_PROMPT_:
What follows is a set of records; give them all back exactly.

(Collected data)
Segment Open

//! Target framework moniker (TFM) normalization, compatibility, and priority.
//!
//! This module decides two things for the rest of the pipeline:
//! - whether binaries built for one framework can be loaded by a target
//!   runtime ([`is_compatible`]),
//! - which of several compatible candidates is the best match
//!   ([`selection_priority`]).
//!
//! Monikers fall into three families: `netstandard*` (the portable API
//! surface), `netcoreapp*` / `netN.M` (the modern runtime), and dotless
//! `netNN`/`netNNN` (the legacy framework). Priorities are a single total
//! order: the newest modern runtime scores highest, the oldest netstandard
//! lowest.

/// Default target when the caller does not specify one.
pub const DEFAULT_TARGET: &str = "net8.0";

/// Bonus applied when a package framework matches the target string exactly.
pub const EXACT_MATCH_BONUS: i32 = 10_000;

/// Bonus applied to binaries found under a `ref/` root.
pub const REF_ASSEMBLY_BONUS: i32 = 1_000;

/// Framework family of a normalized moniker.
#[derive(Debug, Clone, Copy, PartialEq, Eq)]
pub enum Family {
    /// `netstandard*`.
    Standard,
    /// `netcoreapp*`, `netN.M` (N >= 5).
    Core,
    /// Legacy dotless monikers (`net48`, `net472`, ...).
    Framework,
}

/// Priority table over recognized monikers, oldest-and-most-portable first.
///
/// The table intentionally carries the full `netcoreapp` line so the
/// netstandard crossover thresholds below resolve to real values.
const PRIORITIES: &[(&str, i32)] = &[
    ("netstandard1.0", 1),
    ("netstandard1.1", 2),
    ("netstandard1.2", 3),
    ("netstandard1.3", 4),
    ("netstandard1.4", 5),
    ("netstandard1.5", 6),
    ("netstandard1.6", 7),
    ("netstandard2.0", 8),
    ("netstandard2.1", 9),
    ("net11", 10),
    ("net20", 11),
    ("net35", 12),
    ("net40", 13),
    ("net45", 14),
    ("net451", 15),
    ("net452", 16),
    ("net46", 17),
    ("net461", 18),
    ("net462", 19),
    ("net47", 20),
    ("net471", 21),
    ("net472", 22),
    ("net48", 23),
    ("net481", 24),
    ("netcoreapp1.0", 25),
    ("netcoreapp1.1", 26),
    ("netcoreapp2.0", 27),
    ("netcoreapp2.1", 28),
    ("netcoreapp2.2", 29),
    ("netcoreapp3.0", 30),
    ("netcoreapp3.1", 31),
    ("net5.0", 32),
    ("net6.0", 33),
    ("net7.0", 34),
    ("net8.0", 35),
    ("net9.0", 36),
    ("net10.0", 37),
];

/// Look up the priority of a normalized moniker.
#[must_use]
pub fn priority(tfm: &str) -> Option<i32> {
    PRIORITIES
        .iter()
        .find(|(name, _)| *name == tfm)
        .map(|(_, p)| *p)
}

/// Normalize a framework moniker for comparison.
///
/// - trims and lowercases,
/// - rewrites the long forms found in `.nuspec` `targetFramework` attributes
///   (`.NETStandard2.0`, `.NETCoreApp3.1`, `.NETFramework4.7.2`) to their
///   short equivalents,
/// - collapses the dotless modern form (`net80`) to `net8.0`.
///
/// Unrecognized strings pass through lowercased; normalization is idempotent.
#[must_use]
pub fn normalize(tfm: &str) -> String {
    let tfm = tfm.trim().to_lowercase();

    if let Some(version) = tfm.strip_prefix(".netstandard") {
        return format!("netstandard{version}");
    }
    if let Some(version) = tfm.strip_prefix(".netcoreapp") {
        return format!("netcoreapp{version}");
    }
    if let Some(version) = tfm.strip_prefix(".netframework") {
        // ".NETFramework4.7.2" -> "net472"
        let digits: String = version.chars().filter(|c| *c != '.').collect();
        return format!("net{digits}");
    }

    // "net80" -> "net8.0"; only the modern runtime (major >= 5) is written
    // this way, legacy monikers like "net48" stay as-is.
    if tfm.len() == 5 && !tfm.contains('.') {
        if let Some(digits) = tfm.strip_prefix("net") {
            let mut chars = digits.chars();
            if let (Some(major), Some(minor)) = (chars.next(), chars.next()) {
                if major.is_ascii_digit() && minor.is_ascii_digit() && major >= '5' {
                    return format!("net{major}.{minor}");
                }
            }
        }
    }

    tfm
}

/// Derive the family of a normalized moniker.
#[must_use]
pub fn family(tfm: &str) -> Option<Family> {
    if tfm.starts_with("netstandard") {
        return Some(Family::Standard);
    }
    if tfm.starts_with("netcoreapp") {
        return Some(Family::Core);
    }
    if tfm.starts_with("net") {
        if tfm.contains('.') || tfm.len() > 5 {
            return Some(Family::Core);
        }
        return Some(Family::Framework);
    }
    None
}

/// Decide whether binaries declared for `package_tfm` can be used by a
/// `target_tfm` runtime.
///
/// Rules, in order:
/// 1. either operand absent or empty: not compatible;
/// 2. equal after normalization: compatible;
/// 3. either priority unknown: not compatible;
/// 4. a `netstandard2.0`/`netstandard2.1` package crosses over to modern and
///    framework targets above the respective support thresholds;
/// 5. otherwise compatible iff the package does not outrank the target and
///    both share a family.
#[must_use]
pub fn is_compatible(package_tfm: Option<&str>, target_tfm: Option<&str>) -> bool {
    let (Some(package), Some(target)) = (package_tfm, target_tfm) else {
        return false;
    };
    if package.trim().is_empty() || target.trim().is_empty() {
        return false;
    }

    let package = normalize(package);
    let target = normalize(target);
    if package == target {
        return true;
    }

    let (Some(pp), Some(tp)) = (priority(&package), priority(&target)) else {
        return false;
    };
    let (Some(pf), Some(tf)) = (family(&package), family(&target)) else {
        return false;
    };

    if pf == Family::Standard && tf != Family::Standard {
        return match package.as_str() {
            "netstandard2.0" => {
                priority("netcoreapp2.0").is_some_and(|th| tp >= th)
                    || priority("net461").is_some_and(|th| tp >= th)
            }
            "netstandard2.1" => priority("netcoreapp3.0").is_some_and(|th| tp >= th),
            _ => false,
        };
    }

    pp <= tp && pf == tf
}

/// Score a package framework against the target for artifact selection.
///
/// The base score is the normalized priority (0 for unrecognized monikers
/// that only matched by string equality); an exact raw-string match with the
/// target earns [`EXACT_MATCH_BONUS`]. The `ref/` bonus is applied by the
/// artifact selector, which knows the provenance.
#[must_use]
pub fn selection_priority(package_tfm: &str, target_tfm: &str) -> i32 {
    let base = priority(&normalize(package_tfm)).unwrap_or(0);
    if package_tfm == target_tfm {
        base + EXACT_MATCH_BONUS
    } else {
        base
    }
}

Segment Closed

_WRITTEN RESPONSE_:
//! Target framework moniker (TFM) normalization, compatibility, and priority.
//!
//! This module decides two things for the rest of the pipeline:
//! - whether binaries built for one framework can be loaded by a target
//!   runtime ([`is_compatible`]),
//! - which of several compatible candidates is the best match
//!   ([`selection_priority`]).
//!
//! Monikers fall into three families: `netstandard*` (the portable API
//! surface), `netcoreapp*` / `netN.M` (the modern runtime), and dotless
//! `netNN`/`netNNN` (the legacy framework). Priorities are a single total
//! order: the newest modern runtime scores highest, the oldest netstandard
//! lowest.

/// Default target when the caller does not specify one.
pub const DEFAULT_TARGET: &str = "net8.0";

/// Bonus applied when a package framework matches the target string exactly.
pub const EXACT_MATCH_BONUS: i32 = 10_000;

/// Bonus applied to binaries found under a `ref/` root.
pub const REF_ASSEMBLY_BONUS: i32 = 1_000;

/// Framework family of a normalized moniker.
#[derive(Debug, Clone, Copy, PartialEq, Eq)]
pub enum Family {
    /// `netstandard*`.
    Standard,
    /// `netcoreapp*`, `netN.M` (N >= 5).
    Core,
    /// Legacy dotless monikers (`net48`, `net472`, ...).
    Framework,
}

/// Priority table over recognized monikers, oldest-and-most-portable first.
///
/// The table intentionally carries the full `netcoreapp` line so the
/// netstandard crossover thresholds below resolve to real values.
const PRIORITIES: &[(&str, i32)] = &[
    ("netstandard1.0", 1),
    ("netstandard1.1", 2),
    ("netstandard1.2", 3),
    ("netstandard1.3", 4),
    ("netstandard1.4", 5),
    ("netstandard1.5", 6),
    ("netstandard1.6", 7),
    ("netstandard2.0", 8),
    ("netstandard2.1", 9),
    ("net11", 10),
    ("net20", 11),
    ("net35", 12),
    ("net40", 13),
    ("net45", 14),
    ("net451", 15),
    ("net452", 16),
    ("net46", 17),
    ("net461", 18),
    ("net462", 19),
    ("net47", 20),
    ("net471", 21),
    ("net472", 22),
    ("net48", 23),
    ("net481", 24),
    ("netcoreapp1.0", 25),
    ("netcoreapp1.1", 26),
    ("netcoreapp2.0", 27),
    ("netcoreapp2.1", 28),
    ("netcoreapp2.2", 29),
    ("netcoreapp3.0", 30),
    ("netcoreapp3.1", 31),
    ("net5.0", 32),
    ("net6.0", 33),
    ("net7.0", 34),
    ("net8.0", 35),
    ("net9.0", 36),
    ("net10.0", 37),
];

/// Look up the priority of a normalized moniker.
#[must_use]
pub fn priority(tfm: &str) -> Option<i32> {
    PRIORITIES
        .iter()
        .find(|(name, _)| *name == tfm)
        .map(|(_, p)| *p)
}

/// Normalize a framework moniker for comparison.
///
/// - trims and lowercases,
/// - rewrites the long forms found in `.nuspec` `targetFramework` attributes
///   (`.NETStandard2.0`, `.NETCoreApp3.1`, `.NETFramework4.7.2`) to their
///   short equivalents,
/// - collapses the dotless modern form (`net80`) to `net8.0`.
///
/// Unrecognized strings pass through lowercased; normalization is idempotent.
#[must_use]
pub fn normalize(tfm: &str) -> String {
    let tfm = tfm.trim().to_lowercase();

    if let Some(version) = tfm.strip_prefix(".netstandard") {
        return format!("netstandard{version}");
    }
    if let Some(version) = tfm.strip_prefix(".netcoreapp") {
        return format!("netcoreapp{version}");
    }
    if let Some(version) = tfm.strip_prefix(".netframework") {
        // ".NETFramework4.7.2" -> "net472"
        let digits: String = version.chars().filter(|c| *c != '.').collect();
        return format!("net{digits}");
    }

    // "net80" -> "net8.0"; only the modern runtime (major >= 5) is written
    // this way, legacy monikers like "net48" stay as-is.
    if tfm.len() == 5 && !tfm.contains('.') {
        if let Some(digits) = tfm.strip_prefix("net") {
            let mut chars = digits.chars();
            if let (Some(major), Some(minor)) = (chars.next(), chars.next()) {
                if major.is_ascii_digit() && minor.is_ascii_digit() && major >= '5' {
                    return format!("net{major}.{minor}");
                }
            }
        }
    }

    tfm
}

/// Derive the family of a normalized moniker.
#[must_use]
pub fn family(tfm: &str) -> Option<Family> {
    if tfm.starts_with("netstandard") {
        return Some(Family::Standard);
    }
    if tfm.starts_with("netcoreapp") {
        return Some(Family::Core);
    }
    if tfm.starts_with("net") {
        if tfm.contains('.') || tfm.len() > 5 {
            return Some(Family::Core);
        }
        return Some(Family::Framework);
    }
    None
}

/// Decide whether binaries declared for `package_tfm` can be used by a
/// `target_tfm` runtime.
///
/// Rules, in order:
/// 1. either operand absent or empty: not compatible;
/// 2. equal after normalization: compatible;
/// 3. either priority unknown: not compatible;
/// 4. a `netstandard2.0`/`netstandard2.1` package crosses over to modern and
///    framework targets above the respective support thresholds;
/// 5. otherwise compatible iff the package does not outrank the target and
///    both share a family.
#[must_use]
pub fn is_compatible(package_tfm: Option<&str>, target_tfm: Option<&str>) -> bool {
    let (Some(package), Some(target)) = (package_tfm, target_tfm) else {
        return false;
    };
    if package.trim().is_empty() || target.trim().is_empty() {
        return false;
    }

    let package = normalize(package);
    let target = normalize(target);
    if package == target {
        return true;
    }

    let (Some(pp), Some(tp)) = (priority(&package), priority(&target)) else {
        return false;
    };
    let (Some(pf), Some(tf)) = (family(&package), family(&target)) else {
        return false;
    };

    if pf == Family::Standard && tf != Family::Standard {
        return match package.as_str() {
            "netstandard2.0" => {
                priority("netcoreapp2.0").is_some_and(|th| tp >= th)
                    || priority("net461").is_some_and(|th| tp >= th)
            }
            "netstandard2.1" => priority("netcoreapp3.0").is_some_and(|th| tp >= th),
            _ => false,
        };
    }

    pp <= tp && pf == tf
}

/// Score a package framework against the target for artifact selection.
///
/// The base score is the normalized priority (0 for unrecognized monikers
/// that only matched by string equality); an exact raw-string match with the
/// target earns [`EXACT_MATCH_BONUS`]. The `ref/` bonus is applied by the
/// artifact selector, which knows the provenance.
#[must_use]
pub fn selection_priority(package_tfm: &str, target_tfm: &str) -> i32 {
    let base = priority(&normalize(package_tfm)).unwrap_or(0);
    if package_tfm == target_tfm {
        base + EXACT_MATCH_BONUS
    } else {
        base
    }
}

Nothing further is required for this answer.